Semana última, camponeses acamparam na sede do Incra. A avenida Rosa e Silva, Aflitos, é espremida por prédios de luxo. Ninguém se surpreende com as brigadas do MST descendo de ônibus e caminhonetes.

Homens, mulheres e crianças vestem-se como podem; têm o fartum da capoeira. Noutro tempo, com a vinda de pelotões fardados da PM, botins duros no asfalto, cassetetes longos, moradores se punham nas janelas como num anfiteatro romano. Agora, os poucos transeuntes se misturam com os sem-terra na calçada. Dos ônibus, no começo da tarde, escassos olhos comparam suas vidas com as de rostos brotados da terra.

A mulher de cabelos escuros não quis se identificar, inda que tenha instalado uma rede sob o oitizeiro na frente do casarão. Não sabia, ela, que o sobrado fora morada de família aristocrata dos engenhos de Recife. Ao lado do marido, os dois com pouco mais de 25 anos, trepou o filho de dois anos num dos lados da cintura. Dali, se o moleque tivesse tenção de mamar, com uma mão puxaria a teta da mãe; a teta já em riste de tão usada.

-Só me identifico com autorização da direção.

Disse ao repórter, sem medo nem arrogância na voz. Não o olhou de frente porque crescera no trato com gentes iguais a ela, com rudeza esculpida no massapé. Mas falou sem ricto na boca. O que tinha de orgânico, a decisão, digerira-o junto à noção de disciplina. O mesmo sentimento levou-a ao balaústre da porta principal do prédio. Sentara-se ali o superintendente do Incra. O homem distinguia-se pouco do ir e vir dos camponeses; de óculos, calça e camisa de algodão comum e um cigarro fumarento no canto da boca.

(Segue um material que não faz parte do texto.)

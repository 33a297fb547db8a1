//! HTTP and WebSocket server

pub mod http;
pub mod response;

pub use http::{run, AppState};
//! Issue document schema
//!
//! An issue carries its rating multiset together with the fields derived from
//! it. The derived fields are only ever written by the aggregate engine, in the
//! same document write that changes the multiset.

use bson::{doc, DateTime, Document};
use mongodb::options::IndexOptions;
use serde::{Deserialize, Serialize};
use std::fmt;
use std::str::FromStr;

use crate::db::mongo::{IntoIndexes, Stamped};
use crate::db::schemas::Metadata;
use crate::geo::GeoPoint;
use crate::types::PulseError;

/// Collection name for issues
pub const ISSUE_COLLECTION: &str = "issues";

/// Issue lifecycle status
#[derive(Serialize, Deserialize, Clone, Copy, Debug, PartialEq, Eq, Hash, Default)]
#[serde(rename_all = "snake_case")]
pub enum IssueStatus {
    #[default]
    Pending,
    Verified,
    Critical,
    Resolved,
    Rejected,
}

impl IssueStatus {
    pub const ALL: [IssueStatus; 5] = [
        IssueStatus::Pending,
        IssueStatus::Verified,
        IssueStatus::Critical,
        IssueStatus::Resolved,
        IssueStatus::Rejected,
    ];

    pub fn as_str(&self) -> &'static str {
        match self {
            IssueStatus::Pending => "pending",
            IssueStatus::Verified => "verified",
            IssueStatus::Critical => "critical",
            IssueStatus::Resolved => "resolved",
            IssueStatus::Rejected => "rejected",
        }
    }

    /// Resolved and Rejected are never left by the automatic rule
    pub fn is_terminal(&self) -> bool {
        matches!(self, IssueStatus::Resolved | IssueStatus::Rejected)
    }
}

impl fmt::Display for IssueStatus {
    fn fmt(&self, f: &mut fmt::Formatter<'_>) -> fmt::Result {
        f.write_str(self.as_str())
    }
}

impl FromStr for IssueStatus {
    type Err = PulseError;

    fn from_str(s: &str) -> Result<Self, Self::Err> {
        let normalized = s.trim().to_ascii_lowercase();
        IssueStatus::ALL
            .into_iter()
            .find(|status| status.as_str() == normalized)
            .ok_or_else(|| PulseError::InvalidStatus(s.to_string()))
    }
}

/// One rater's contribution to the multiset
#[derive(Serialize, Deserialize, Clone, Debug, PartialEq)]
pub struct Verification {
    pub user_id: String,
    pub rating: u8,
    #[serde(default, skip_serializing_if = "Option::is_none")]
    pub comment: Option<String>,
    pub created_at: DateTime,
}

/// Input for creating an issue
#[derive(Deserialize, Clone, Debug)]
#[serde(rename_all = "camelCase")]
pub struct NewIssue {
    pub title: String,
    #[serde(default)]
    pub description: String,
    #[serde(default)]
    pub category: Option<String>,
    pub longitude: f64,
    pub latitude: f64,
    #[serde(default)]
    pub address: Option<String>,
    #[serde(default)]
    pub city: Option<String>,
    #[serde(default)]
    pub ward: Option<String>,
    /// Filled from the caller's identity, never from the body
    #[serde(skip)]
    pub created_by: String,
}

/// Issue document stored in MongoDB
#[derive(Serialize, Deserialize, Clone, Debug, Default)]
pub struct IssueDoc {
    #[serde(rename = "_id")]
    pub id: String,

    #[serde(default)]
    pub metadata: Metadata,

    pub title: String,

    #[serde(default)]
    pub description: String,

    #[serde(default, skip_serializing_if = "Option::is_none")]
    pub category: Option<String>,

    pub location: GeoPoint,

    #[serde(default, skip_serializing_if = "Option::is_none")]
    pub address: Option<String>,

    #[serde(default, skip_serializing_if = "Option::is_none")]
    pub city: Option<String>,

    #[serde(default, skip_serializing_if = "Option::is_none")]
    pub ward: Option<String>,

    pub created_by: String,

    /// Rating multiset, at most one entry per user
    #[serde(default)]
    pub verifications: Vec<Verification>,

    #[serde(default)]
    pub verification_count: u32,

    #[serde(default)]
    pub average_severity: f64,

    #[serde(default)]
    pub status: IssueStatus,

    /// Users who currently like the issue
    #[serde(default)]
    pub likes: Vec<String>,

    #[serde(default)]
    pub like_count: u32,

    #[serde(default, skip_serializing_if = "Option::is_none")]
    pub resolved_at: Option<DateTime>,

    /// Bumped by every write; writes are conditioned on the previous value
    #[serde(default)]
    pub version: i64,
}

impl IssueDoc {
    /// Fresh aggregate: empty multiset, pending, zero counters
    pub fn new(id: String, input: NewIssue) -> Self {
        Self {
            id,
            metadata: Metadata::new(),
            title: input.title,
            description: input.description,
            category: input.category,
            location: GeoPoint::new(input.longitude, input.latitude),
            address: input.address,
            city: input.city,
            ward: input.ward,
            created_by: input.created_by,
            verifications: Vec::new(),
            verification_count: 0,
            average_severity: 0.0,
            status: IssueStatus::Pending,
            likes: Vec::new(),
            like_count: 0,
            resolved_at: None,
            version: 0,
        }
    }

    pub fn has_verified(&self, user_id: &str) -> bool {
        self.verifications.iter().any(|v| v.user_id == user_id)
    }

    pub fn is_liked_by(&self, user_id: &str) -> bool {
        self.likes.iter().any(|u| u == user_id)
    }

    pub fn ratings(&self) -> impl Iterator<Item = u8> + '_ {
        self.verifications.iter().map(|v| v.rating)
    }

    /// Geographic area room name, ward preferred over city
    pub fn area(&self) -> Option<&str> {
        self.ward
            .as_deref()
            .or(self.city.as_deref())
            .filter(|s| !s.trim().is_empty())
    }

    pub fn summary(&self) -> IssueSummary {
        IssueSummary {
            id: self.id.clone(),
            title: self.title.clone(),
            description: self.description.clone(),
            category: self.category.clone(),
            longitude: self.location.longitude(),
            latitude: self.location.latitude(),
            address: self.address.clone(),
            city: self.city.clone(),
            ward: self.ward.clone(),
            created_by: self.created_by.clone(),
            verification_count: self.verification_count,
            average_severity: self.average_severity,
            status: self.status,
            like_count: self.like_count,
            created_at: self.metadata.created_at.map(|d| d.timestamp_millis()),
            resolved_at: self.resolved_at.map(|d| d.timestamp_millis()),
        }
    }
}

/// Client-facing view of an issue aggregate
#[derive(Serialize, Clone, Debug)]
#[serde(rename_all = "camelCase")]
pub struct IssueSummary {
    pub id: String,
    pub title: String,
    pub description: String,
    #[serde(skip_serializing_if = "Option::is_none")]
    pub category: Option<String>,
    pub longitude: f64,
    pub latitude: f64,
    #[serde(skip_serializing_if = "Option::is_none")]
    pub address: Option<String>,
    #[serde(skip_serializing_if = "Option::is_none")]
    pub city: Option<String>,
    #[serde(skip_serializing_if = "Option::is_none")]
    pub ward: Option<String>,
    pub created_by: String,
    pub verification_count: u32,
    pub average_severity: f64,
    pub status: IssueStatus,
    pub like_count: u32,
    pub created_at: Option<i64>,
    pub resolved_at: Option<i64>,
}

impl IntoIndexes for IssueDoc {
    fn into_indices() -> Vec<(Document, Option<IndexOptions>)> {
        vec![
            (
                doc! { "location": "2dsphere" },
                Some(
                    IndexOptions::builder()
                        .name("location_2dsphere".to_string())
                        .build(),
                ),
            ),
            (
                doc! { "status": 1, "metadata.created_at": -1 },
                Some(
                    IndexOptions::builder()
                        .name("status_created_index".to_string())
                        .build(),
                ),
            ),
            (
                doc! { "created_by": 1 },
                Some(
                    IndexOptions::builder()
                        .name("created_by_index".to_string())
                        .build(),
                ),
            ),
        ]
    }
}

impl Stamped for IssueDoc {
    fn stamp(&mut self, now: DateTime) {
        self.metadata.created_at = Some(now);
        self.metadata.updated_at = Some(now);
    }
}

Deu a entender, ela, que já o conhecia:

– Agora tá pior. O promotor e o oficial de justiça, junto com a polícia, derrubaram os roçados de inhame, de macaxeira, de milho. Faz oito dias que nós fomos despejados, depois de 14 anos no acampamento.

– Onde vocês estão?

Quis saber o superintendente.

– Nós fomos pro acampamento Xixaim, em Vitória de Santo Antão. Mas lá já tem 50 famílias.

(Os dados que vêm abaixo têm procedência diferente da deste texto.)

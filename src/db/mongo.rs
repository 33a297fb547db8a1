//! MongoDB client and collection wrapper

use bson::{doc, DateTime, Document};
use futures_util::TryStreamExt;
use mongodb::{
    options::{FindOptions, IndexOptions, UpdateModifications},
    results::UpdateResult,
    Client, Collection, IndexModel,
};
use serde::{de::DeserializeOwned, Serialize};
use tracing::info;

use crate::types::PulseError;

/// Trait for schemas that provide index definitions
pub trait IntoIndexes {
    fn into_indices() -> Vec<(Document, Option<IndexOptions>)>;
}

/// Trait for schemas that record their insertion time
pub trait Stamped {
    fn stamp(&mut self, now: DateTime);
}

/// MongoDB client wrapper
#[derive(Clone)]
pub struct MongoClient {
    client: Client,
    db_name: String,
}

impl MongoClient {
    /// Create a new MongoDB client
    pub async fn new(uri: &str, db_name: &str) -> Result<Self, PulseError> {
        info!("Connecting to MongoDB at {}", uri);

        // Fail fast instead of hanging on an unreachable server
        let timeout_uri = if uri.contains('?') {
            format!("{}&serverSelectionTimeoutMS=3000&connectTimeoutMS=3000", uri)
        } else {
            format!("{}?serverSelectionTimeoutMS=3000&connectTimeoutMS=3000", uri)
        };

        let client = Client::with_uri_str(&timeout_uri)
            .await
            .map_err(|e| PulseError::Database(format!("Failed to connect to MongoDB: {}", e)))?;

        client
            .database(db_name)
            .run_command(doc! { "ping": 1 })
            .await
            .map_err(|e| PulseError::Database(format!("MongoDB ping failed: {}", e)))?;

        info!("Connected to MongoDB database '{}'", db_name);

        Ok(Self {
            client,
            db_name: db_name.to_string(),
        })
    }

    /// Get a typed collection, applying its indexes
    pub async fn collection<T>(&self, name: &str) -> Result<MongoCollection<T>, PulseError>
    where
        T: Serialize + DeserializeOwned + Unpin + Send + Sync + IntoIndexes + Stamped,
    {
        MongoCollection::new(&self.client, &self.db_name, name).await
    }

    /// Round-trip check used by the health endpoint
    pub async fn ping(&self) -> bool {
        self.client
            .database(&self.db_name)
            .run_command(doc! { "ping": 1 })
            .await
            .is_ok()
    }

    /// Get the database name
    pub fn db_name(&self) -> &str {
        &self.db_name
    }
}

/// Typed MongoDB collection with automatic indexing
#[derive(Debug, Clone)]
pub struct MongoCollection<T>
where
    T: Serialize + DeserializeOwned + Unpin + Send + Sync,
{
    inner: Collection<T>,
}

impl<T> MongoCollection<T>
where
    T: Serialize + DeserializeOwned + Unpin + Send + Sync + IntoIndexes + Stamped,
{
    /// Create a new collection and apply indexes
    pub async fn new(
        client: &Client,
        db_name: &str,
        collection_name: &str,
    ) -> Result<Self, PulseError> {
        let collection = client.database(db_name).collection::<T>(collection_name);
        let mongo_collection = MongoCollection { inner: collection };

        mongo_collection.apply_indexes().await?;

        Ok(mongo_collection)
    }

    /// Apply schema-defined indexes
    async fn apply_indexes(&self) -> Result<(), PulseError> {
        let schema_indices = T::into_indices();

        if schema_indices.is_empty() {
            return Ok(());
        }

        let indices: Vec<IndexModel> = schema_indices
            .into_iter()
            .map(|(keys, opts)| IndexModel::builder().keys(keys).options(opts).build())
            .collect();

        self.inner
            .create_indexes(indices)
            .await
            .map_err(|e| PulseError::Database(format!("Failed to create indexes: {}", e)))?;

        Ok(())
    }

    /// Insert a document, stamping its creation time
    pub async fn insert_one(&self, mut item: T) -> Result<T, PulseError> {
        item.stamp(DateTime::now());

        self.inner
            .insert_one(&item)
            .await
            .map_err(|e| PulseError::Database(format!("Insert failed: {}", e)))?;

        Ok(item)
    }

    /// Find one document by filter
    pub async fn find_one(&self, filter: Document) -> Result<Option<T>, PulseError> {
        self.inner
            .find_one(filter)
            .await
            .map_err(|e| PulseError::Database(format!("Find failed: {}", e)))
    }

    /// Find many documents by filter
    pub async fn find_many(
        &self,
        filter: Document,
        options: Option<FindOptions>,
    ) -> Result<Vec<T>, PulseError> {
        let cursor = self
            .inner
            .find(filter)
            .with_options(options)
            .await
            .map_err(|e| PulseError::Database(format!("Find failed: {}", e)))?;

        cursor
            .try_collect()
            .await
            .map_err(|e| PulseError::Database(format!("Cursor failed: {}", e)))
    }

    /// Replace the document matched by `filter`
    pub async fn replace_one(
        &self,
        filter: Document,
        item: &T,
    ) -> Result<UpdateResult, PulseError> {
        self.inner
            .replace_one(filter, item)
            .await
            .map_err(|e| PulseError::Database(format!("Replace failed: {}", e)))
    }

    /// Update one document
    pub async fn update_one(
        &self,
        filter: Document,
        update: impl Into<UpdateModifications>,
    ) -> Result<UpdateResult, PulseError> {
        self.inner
            .update_one(filter, update.into())
            .await
            .map_err(|e| PulseError::Database(format!("Update failed: {}", e)))
    }

    /// Get the underlying collection for advanced operations
    pub fn inner(&self) -> &Collection<T> {
        &self.inner
    }
}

Deu conta do número sem alarme na voz. Até ali, o filho não dera sinais de fome; se o desse, a mãe não hesitaria em mostrar a teta ainda farta sob a pouca chita da blusa.

– E quantos vocês são?

O superintendente, experiente negociador com o MST, falara pouco. Com a pergunta, deu mostra de interesse. Ela enxergou a chance de forçá-lo a uma decisão, ou de deixá-lo preocupado com o desmonte do acampamento do Engenho Pimentel.

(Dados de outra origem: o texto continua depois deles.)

//! Typed helpers over the fixed event catalogue

use serde_json::json;
use std::sync::Arc;

use super::events::{Audience, EventEnvelope, EventName, Room};
use super::{DisabledChannel, Publisher};
use crate::db::schemas::{IssueDoc, IssueStatus, NotificationPayload};

#[derive(Clone)]
pub struct EventEmitter {
    publisher: Arc<dyn Publisher>,
}

impl EventEmitter {
    pub fn new(publisher: Arc<dyn Publisher>) -> Self {
        Self { publisher }
    }

    /// Emitter that discards everything
    pub fn disabled() -> Self {
        Self::new(Arc::new(DisabledChannel))
    }

    pub fn issue_created(&self, issue: &IssueDoc) {
        let data = serde_json::to_value(issue.summary()).unwrap_or_default();
        self.send(
            Audience::Everyone,
            EventName::IssueCreated,
            Some(&issue.id),
            data,
        );
    }

    pub fn issue_liked(&self, issue_id: &str, user_id: &str, liked: bool, like_count: u32) {
        self.to_issue(
            issue_id,
            EventName::IssueLiked,
            json!({ "userId": user_id, "liked": liked, "likeCount": like_count }),
        );
    }

    pub fn issue_verified(&self, issue: &IssueDoc, user_id: &str, rating: u8) {
        self.to_issue(
            &issue.id,
            EventName::IssueVerified,
            json!({
                "userId": user_id,
                "rating": rating,
                "verificationCount": issue.verification_count,
                "averageSeverity": issue.average_severity,
                "status": issue.status,
            }),
        );
    }

    pub fn severity_update(&self, issue: &IssueDoc) {
        self.to_issue(
            &issue.id,
            EventName::SeverityUpdate,
            json!({
                "averageSeverity": issue.average_severity,
                "verificationCount": issue.verification_count,
            }),
        );
    }

    /// Sent to the issue room and mirrored to the issue's area room
    pub fn issue_status_update(&self, issue: &IssueDoc, previous: IssueStatus) {
        let data = json!({
            "status": issue.status,
            "previousStatus": previous,
            "averageSeverity": issue.average_severity,
            "verificationCount": issue.verification_count,
        });
        if let Some(area) = issue.area() {
            self.send(
                Audience::Room(Room::Area(area.to_string())),
                EventName::IssueStatusUpdate,
                Some(&issue.id),
                data.clone(),
            );
        }
        self.to_issue(&issue.id, EventName::IssueStatusUpdate, data);
    }

    pub fn new_comment(&self, issue_id: &str, user_id: &str, comment: &str) {
        self.to_issue(
            issue_id,
            EventName::NewComment,
            json!({ "userId": user_id, "comment": comment }),
        );
    }

    /// Persisted notification, pushed to its recipient
    pub fn notification(&self, payload: &NotificationPayload) {
        let data = serde_json::to_value(payload).unwrap_or_default();
        self.send(
            Audience::Room(Room::User(payload.recipient.clone())),
            EventName::Notification,
            payload.issue_id.as_deref(),
            data,
        );
    }

    /// Transient message for one user, never persisted
    pub fn user_notification(&self, user_id: &str, data: serde_json::Value) {
        self.send(
            Audience::Room(Room::User(user_id.to_string())),
            EventName::UserNotification,
            None,
            data,
        );
    }

    fn to_issue(&self, issue_id: &str, event: EventName, data: serde_json::Value) {
        self.send(
            Audience::Room(Room::Issue(issue_id.to_string())),
            event,
            Some(issue_id),
            data,
        );
    }

    fn send(
        &self,
        audience: Audience,
        event: EventName,
        issue_id: Option<&str>,
        data: serde_json::Value,
    ) {
        self.publisher
            .publish(audience, EventEnvelope::new(event, issue_id, data));
    }
}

– Nós somos 40 famílias, Abelardo!

Pronunciou o nome do superintendente sem cerimônia, com a pouca liberdade que a expulsão da terra lhe deixara.

Às 14h, Abelardo Sandes subiu para ouvir os reclamos dos sem-terra. Os camponeses tinham como certa a demora das conversas. Ergueram plásticos escuros a modo de barracas. Colchões de espuma se espalharam sob o pretume dos abrigos. Duas horas depois, trempes com achas em chama ardiam sob panelões de fubá, de cuscuz, de macaxeira. O cheiro de comida espalhou-se. A mulher de cabelos escuros pôs a teta para fora, o filho mamou.